WHAT YOU WILL DO: Below are some records. Print exactly the lines between the one holding "registry.register(Box::new(total_shares.clone()))?;" and the one holding "events it produced.", inclusive, and nothing else.
---------- RECORDS TO PROCESS ----------
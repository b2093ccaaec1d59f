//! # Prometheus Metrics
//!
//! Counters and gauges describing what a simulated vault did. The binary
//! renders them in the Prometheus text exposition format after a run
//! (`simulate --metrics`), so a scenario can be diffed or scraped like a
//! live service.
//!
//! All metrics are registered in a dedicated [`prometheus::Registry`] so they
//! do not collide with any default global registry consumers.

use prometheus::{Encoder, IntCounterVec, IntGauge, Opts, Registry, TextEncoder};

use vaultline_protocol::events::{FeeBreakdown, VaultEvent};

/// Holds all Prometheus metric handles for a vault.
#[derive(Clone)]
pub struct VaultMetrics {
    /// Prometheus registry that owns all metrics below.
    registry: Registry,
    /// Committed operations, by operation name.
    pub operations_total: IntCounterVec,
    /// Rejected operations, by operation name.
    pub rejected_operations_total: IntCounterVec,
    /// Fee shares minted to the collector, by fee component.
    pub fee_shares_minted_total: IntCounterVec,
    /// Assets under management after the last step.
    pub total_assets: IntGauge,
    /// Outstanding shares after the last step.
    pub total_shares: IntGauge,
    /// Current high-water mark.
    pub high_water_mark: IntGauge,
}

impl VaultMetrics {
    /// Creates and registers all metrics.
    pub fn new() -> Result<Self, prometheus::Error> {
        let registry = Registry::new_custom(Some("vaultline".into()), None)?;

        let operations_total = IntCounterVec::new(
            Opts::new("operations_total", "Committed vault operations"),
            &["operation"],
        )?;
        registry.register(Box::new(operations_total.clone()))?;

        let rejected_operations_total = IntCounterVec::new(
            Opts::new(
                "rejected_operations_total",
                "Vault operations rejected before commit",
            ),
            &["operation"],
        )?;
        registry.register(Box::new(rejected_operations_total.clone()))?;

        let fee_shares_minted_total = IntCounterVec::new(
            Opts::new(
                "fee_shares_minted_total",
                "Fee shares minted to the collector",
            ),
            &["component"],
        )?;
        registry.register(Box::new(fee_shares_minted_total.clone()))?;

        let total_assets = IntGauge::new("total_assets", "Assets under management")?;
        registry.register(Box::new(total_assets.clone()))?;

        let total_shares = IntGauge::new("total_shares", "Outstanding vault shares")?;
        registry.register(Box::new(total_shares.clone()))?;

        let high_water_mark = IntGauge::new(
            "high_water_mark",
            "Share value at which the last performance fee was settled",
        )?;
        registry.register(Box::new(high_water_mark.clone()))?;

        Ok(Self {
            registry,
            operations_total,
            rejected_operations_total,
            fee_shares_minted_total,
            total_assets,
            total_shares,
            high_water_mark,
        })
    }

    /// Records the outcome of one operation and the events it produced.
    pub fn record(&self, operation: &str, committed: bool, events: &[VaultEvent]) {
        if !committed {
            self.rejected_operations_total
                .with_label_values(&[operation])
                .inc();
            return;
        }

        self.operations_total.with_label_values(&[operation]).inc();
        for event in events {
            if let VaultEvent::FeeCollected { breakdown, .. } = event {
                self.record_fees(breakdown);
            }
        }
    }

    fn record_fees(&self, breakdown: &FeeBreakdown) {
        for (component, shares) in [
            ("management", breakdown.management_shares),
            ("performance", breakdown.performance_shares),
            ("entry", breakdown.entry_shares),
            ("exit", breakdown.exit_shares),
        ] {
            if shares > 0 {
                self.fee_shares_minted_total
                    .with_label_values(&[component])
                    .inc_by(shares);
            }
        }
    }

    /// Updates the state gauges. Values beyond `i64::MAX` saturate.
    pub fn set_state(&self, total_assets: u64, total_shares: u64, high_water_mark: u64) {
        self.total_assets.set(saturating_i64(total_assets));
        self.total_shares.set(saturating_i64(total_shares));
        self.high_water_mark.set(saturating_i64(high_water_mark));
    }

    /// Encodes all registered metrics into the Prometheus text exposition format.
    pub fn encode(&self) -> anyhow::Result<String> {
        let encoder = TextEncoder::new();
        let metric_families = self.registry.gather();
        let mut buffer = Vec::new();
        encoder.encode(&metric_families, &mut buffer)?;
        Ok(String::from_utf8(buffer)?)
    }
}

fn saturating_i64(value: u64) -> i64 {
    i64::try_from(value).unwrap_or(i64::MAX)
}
----------
---------- RECORDS TO PROCESS ----------
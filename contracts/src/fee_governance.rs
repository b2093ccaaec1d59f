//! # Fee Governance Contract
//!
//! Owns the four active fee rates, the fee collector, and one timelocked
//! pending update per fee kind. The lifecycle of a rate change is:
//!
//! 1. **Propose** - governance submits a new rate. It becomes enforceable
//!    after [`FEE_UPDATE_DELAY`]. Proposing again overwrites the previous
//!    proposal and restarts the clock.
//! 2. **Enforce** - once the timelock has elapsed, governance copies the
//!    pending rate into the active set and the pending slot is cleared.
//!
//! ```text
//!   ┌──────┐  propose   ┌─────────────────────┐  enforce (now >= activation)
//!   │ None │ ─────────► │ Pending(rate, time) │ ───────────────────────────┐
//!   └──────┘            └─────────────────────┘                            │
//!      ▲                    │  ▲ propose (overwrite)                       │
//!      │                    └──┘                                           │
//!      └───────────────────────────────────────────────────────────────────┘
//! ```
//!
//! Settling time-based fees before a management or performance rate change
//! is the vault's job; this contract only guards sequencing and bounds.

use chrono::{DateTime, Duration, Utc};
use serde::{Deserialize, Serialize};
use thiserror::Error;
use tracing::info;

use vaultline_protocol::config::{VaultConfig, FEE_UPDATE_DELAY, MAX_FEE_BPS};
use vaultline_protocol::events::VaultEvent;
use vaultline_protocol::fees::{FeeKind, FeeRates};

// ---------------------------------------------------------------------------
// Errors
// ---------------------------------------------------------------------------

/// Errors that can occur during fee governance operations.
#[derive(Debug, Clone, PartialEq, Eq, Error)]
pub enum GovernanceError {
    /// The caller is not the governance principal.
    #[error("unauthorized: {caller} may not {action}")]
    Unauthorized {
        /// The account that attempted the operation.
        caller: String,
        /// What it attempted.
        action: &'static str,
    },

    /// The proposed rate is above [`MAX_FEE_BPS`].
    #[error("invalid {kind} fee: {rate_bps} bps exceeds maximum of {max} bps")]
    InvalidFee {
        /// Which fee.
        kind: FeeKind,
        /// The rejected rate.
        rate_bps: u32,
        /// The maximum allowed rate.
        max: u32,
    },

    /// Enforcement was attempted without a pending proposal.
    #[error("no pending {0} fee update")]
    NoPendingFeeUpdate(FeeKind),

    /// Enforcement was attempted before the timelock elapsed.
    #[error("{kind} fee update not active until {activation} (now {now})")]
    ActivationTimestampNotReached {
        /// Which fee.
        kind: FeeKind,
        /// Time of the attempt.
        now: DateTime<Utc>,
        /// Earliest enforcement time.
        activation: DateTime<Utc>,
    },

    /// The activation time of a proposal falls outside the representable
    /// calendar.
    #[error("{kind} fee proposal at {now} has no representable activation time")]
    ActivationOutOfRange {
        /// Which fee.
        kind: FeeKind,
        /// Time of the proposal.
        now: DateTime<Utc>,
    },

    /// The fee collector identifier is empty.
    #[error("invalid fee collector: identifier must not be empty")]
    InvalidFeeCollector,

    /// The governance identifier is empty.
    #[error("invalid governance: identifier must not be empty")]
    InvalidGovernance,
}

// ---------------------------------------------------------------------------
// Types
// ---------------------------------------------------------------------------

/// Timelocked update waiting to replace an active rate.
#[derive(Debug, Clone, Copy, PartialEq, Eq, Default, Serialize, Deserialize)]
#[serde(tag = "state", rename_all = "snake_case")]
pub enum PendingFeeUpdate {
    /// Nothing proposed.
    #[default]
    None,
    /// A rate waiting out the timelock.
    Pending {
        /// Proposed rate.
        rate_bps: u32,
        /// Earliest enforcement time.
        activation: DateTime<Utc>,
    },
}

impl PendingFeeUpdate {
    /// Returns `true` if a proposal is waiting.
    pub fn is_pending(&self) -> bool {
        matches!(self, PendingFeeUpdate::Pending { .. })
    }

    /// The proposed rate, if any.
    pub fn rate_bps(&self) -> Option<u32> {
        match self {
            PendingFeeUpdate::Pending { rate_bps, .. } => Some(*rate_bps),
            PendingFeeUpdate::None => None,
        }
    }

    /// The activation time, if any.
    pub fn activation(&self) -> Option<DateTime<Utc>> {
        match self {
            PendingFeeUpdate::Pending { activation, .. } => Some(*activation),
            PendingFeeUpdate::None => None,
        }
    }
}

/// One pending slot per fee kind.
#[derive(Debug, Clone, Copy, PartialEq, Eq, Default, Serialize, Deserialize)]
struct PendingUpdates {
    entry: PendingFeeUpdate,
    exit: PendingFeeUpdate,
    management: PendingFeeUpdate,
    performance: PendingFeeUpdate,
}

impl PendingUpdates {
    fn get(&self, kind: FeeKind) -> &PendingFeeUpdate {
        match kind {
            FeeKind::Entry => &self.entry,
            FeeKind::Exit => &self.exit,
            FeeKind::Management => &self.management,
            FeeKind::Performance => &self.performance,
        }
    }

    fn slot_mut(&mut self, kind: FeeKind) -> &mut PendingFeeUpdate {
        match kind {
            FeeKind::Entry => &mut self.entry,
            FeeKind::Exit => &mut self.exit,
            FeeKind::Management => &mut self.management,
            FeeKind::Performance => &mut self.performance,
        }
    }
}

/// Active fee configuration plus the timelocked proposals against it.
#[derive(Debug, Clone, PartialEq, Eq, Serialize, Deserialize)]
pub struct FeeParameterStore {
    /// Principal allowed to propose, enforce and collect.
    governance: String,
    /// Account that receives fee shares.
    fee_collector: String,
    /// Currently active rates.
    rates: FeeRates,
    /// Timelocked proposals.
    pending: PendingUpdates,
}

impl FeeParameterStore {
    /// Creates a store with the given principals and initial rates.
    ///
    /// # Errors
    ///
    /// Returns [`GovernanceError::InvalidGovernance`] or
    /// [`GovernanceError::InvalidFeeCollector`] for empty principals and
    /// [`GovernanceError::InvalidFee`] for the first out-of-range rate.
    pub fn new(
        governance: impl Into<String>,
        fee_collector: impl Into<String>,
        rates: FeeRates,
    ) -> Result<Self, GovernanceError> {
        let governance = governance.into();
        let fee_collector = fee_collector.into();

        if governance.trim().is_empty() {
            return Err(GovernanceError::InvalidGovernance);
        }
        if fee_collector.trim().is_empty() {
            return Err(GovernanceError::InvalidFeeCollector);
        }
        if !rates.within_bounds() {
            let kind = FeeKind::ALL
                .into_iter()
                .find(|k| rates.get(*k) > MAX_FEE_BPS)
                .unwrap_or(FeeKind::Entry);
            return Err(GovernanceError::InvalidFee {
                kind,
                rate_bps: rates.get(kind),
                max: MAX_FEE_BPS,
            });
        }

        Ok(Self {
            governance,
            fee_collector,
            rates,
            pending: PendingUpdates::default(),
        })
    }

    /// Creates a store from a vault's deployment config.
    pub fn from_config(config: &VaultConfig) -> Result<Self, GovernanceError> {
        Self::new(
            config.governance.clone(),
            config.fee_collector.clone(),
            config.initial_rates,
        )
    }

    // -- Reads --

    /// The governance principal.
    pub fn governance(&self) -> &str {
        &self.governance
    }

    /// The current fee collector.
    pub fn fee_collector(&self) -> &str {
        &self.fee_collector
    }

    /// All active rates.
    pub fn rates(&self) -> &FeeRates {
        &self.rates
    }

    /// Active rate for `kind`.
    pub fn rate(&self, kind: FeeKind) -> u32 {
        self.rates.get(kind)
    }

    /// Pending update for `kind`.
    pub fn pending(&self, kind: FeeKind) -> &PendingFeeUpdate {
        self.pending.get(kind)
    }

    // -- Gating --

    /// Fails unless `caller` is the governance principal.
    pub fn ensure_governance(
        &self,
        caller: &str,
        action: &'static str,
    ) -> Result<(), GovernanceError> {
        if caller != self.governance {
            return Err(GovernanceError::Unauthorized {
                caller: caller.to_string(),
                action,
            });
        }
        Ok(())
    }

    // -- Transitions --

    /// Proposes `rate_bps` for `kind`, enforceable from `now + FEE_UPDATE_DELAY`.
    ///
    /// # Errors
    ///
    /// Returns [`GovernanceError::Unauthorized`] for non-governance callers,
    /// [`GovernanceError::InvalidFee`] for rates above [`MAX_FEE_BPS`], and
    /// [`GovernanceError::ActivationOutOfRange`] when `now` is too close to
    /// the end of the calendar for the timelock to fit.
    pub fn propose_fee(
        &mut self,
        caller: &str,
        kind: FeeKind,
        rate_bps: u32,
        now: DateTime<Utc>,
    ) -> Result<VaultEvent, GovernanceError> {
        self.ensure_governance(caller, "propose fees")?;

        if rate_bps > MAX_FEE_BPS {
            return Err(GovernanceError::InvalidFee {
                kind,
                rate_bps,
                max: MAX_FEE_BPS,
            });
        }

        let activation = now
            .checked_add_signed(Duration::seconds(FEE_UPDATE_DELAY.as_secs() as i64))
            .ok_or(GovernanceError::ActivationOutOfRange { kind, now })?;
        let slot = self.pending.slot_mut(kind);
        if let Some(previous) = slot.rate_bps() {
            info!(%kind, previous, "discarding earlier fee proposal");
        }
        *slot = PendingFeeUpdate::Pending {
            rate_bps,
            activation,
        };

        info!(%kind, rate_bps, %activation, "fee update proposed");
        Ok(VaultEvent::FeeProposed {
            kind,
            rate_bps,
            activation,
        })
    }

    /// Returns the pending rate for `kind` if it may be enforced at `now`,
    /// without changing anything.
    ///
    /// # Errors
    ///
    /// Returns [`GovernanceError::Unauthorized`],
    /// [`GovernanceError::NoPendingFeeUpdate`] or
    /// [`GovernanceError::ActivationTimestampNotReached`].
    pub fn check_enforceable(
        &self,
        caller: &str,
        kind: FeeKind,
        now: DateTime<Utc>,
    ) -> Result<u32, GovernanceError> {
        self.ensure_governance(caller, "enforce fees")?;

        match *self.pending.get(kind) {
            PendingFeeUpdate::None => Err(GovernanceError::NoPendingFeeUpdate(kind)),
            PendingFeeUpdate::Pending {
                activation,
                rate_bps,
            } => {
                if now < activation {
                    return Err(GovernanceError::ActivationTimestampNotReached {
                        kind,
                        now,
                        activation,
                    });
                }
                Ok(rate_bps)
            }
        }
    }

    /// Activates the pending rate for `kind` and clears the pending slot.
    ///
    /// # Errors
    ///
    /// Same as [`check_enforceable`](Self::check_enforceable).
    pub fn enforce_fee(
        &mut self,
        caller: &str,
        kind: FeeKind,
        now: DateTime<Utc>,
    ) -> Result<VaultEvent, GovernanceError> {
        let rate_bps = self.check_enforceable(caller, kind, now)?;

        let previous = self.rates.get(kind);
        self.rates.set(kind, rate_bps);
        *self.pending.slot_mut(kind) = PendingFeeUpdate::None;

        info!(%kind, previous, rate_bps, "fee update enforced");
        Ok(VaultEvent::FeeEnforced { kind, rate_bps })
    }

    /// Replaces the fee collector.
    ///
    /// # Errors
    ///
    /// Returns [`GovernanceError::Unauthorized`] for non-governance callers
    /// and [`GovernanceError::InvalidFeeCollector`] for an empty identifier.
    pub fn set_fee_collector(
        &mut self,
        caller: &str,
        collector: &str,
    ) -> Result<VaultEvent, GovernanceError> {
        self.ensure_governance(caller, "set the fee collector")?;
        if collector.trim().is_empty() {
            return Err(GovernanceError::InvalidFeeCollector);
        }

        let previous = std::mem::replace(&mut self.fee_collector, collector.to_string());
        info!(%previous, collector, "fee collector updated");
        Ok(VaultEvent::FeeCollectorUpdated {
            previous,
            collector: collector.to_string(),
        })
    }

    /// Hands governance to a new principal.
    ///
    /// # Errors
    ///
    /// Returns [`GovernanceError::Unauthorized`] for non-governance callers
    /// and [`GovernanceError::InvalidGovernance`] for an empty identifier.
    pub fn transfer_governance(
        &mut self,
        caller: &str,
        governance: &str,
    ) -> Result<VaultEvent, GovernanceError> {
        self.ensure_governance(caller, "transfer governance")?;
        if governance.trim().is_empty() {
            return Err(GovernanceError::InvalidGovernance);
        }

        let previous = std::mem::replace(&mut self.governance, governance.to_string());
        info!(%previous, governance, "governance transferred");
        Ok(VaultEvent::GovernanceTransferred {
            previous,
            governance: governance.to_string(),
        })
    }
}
----------
TASK SOLUTION:
        registry.register(Box::new(total_shares.clone()))?;

        let high_water_mark = IntGauge::new(
            "high_water_mark",
            "Share value at which the last performance fee was settled",
        )?;
        registry.register(Box::new(high_water_mark.clone()))?;

        Ok(Self {
            registry,
            operations_total,
            rejected_operations_total,
            fee_shares_minted_total,
            total_assets,
            total_shares,
            high_water_mark,
        })
    }

    /// Records the outcome of one operation and the events it produced.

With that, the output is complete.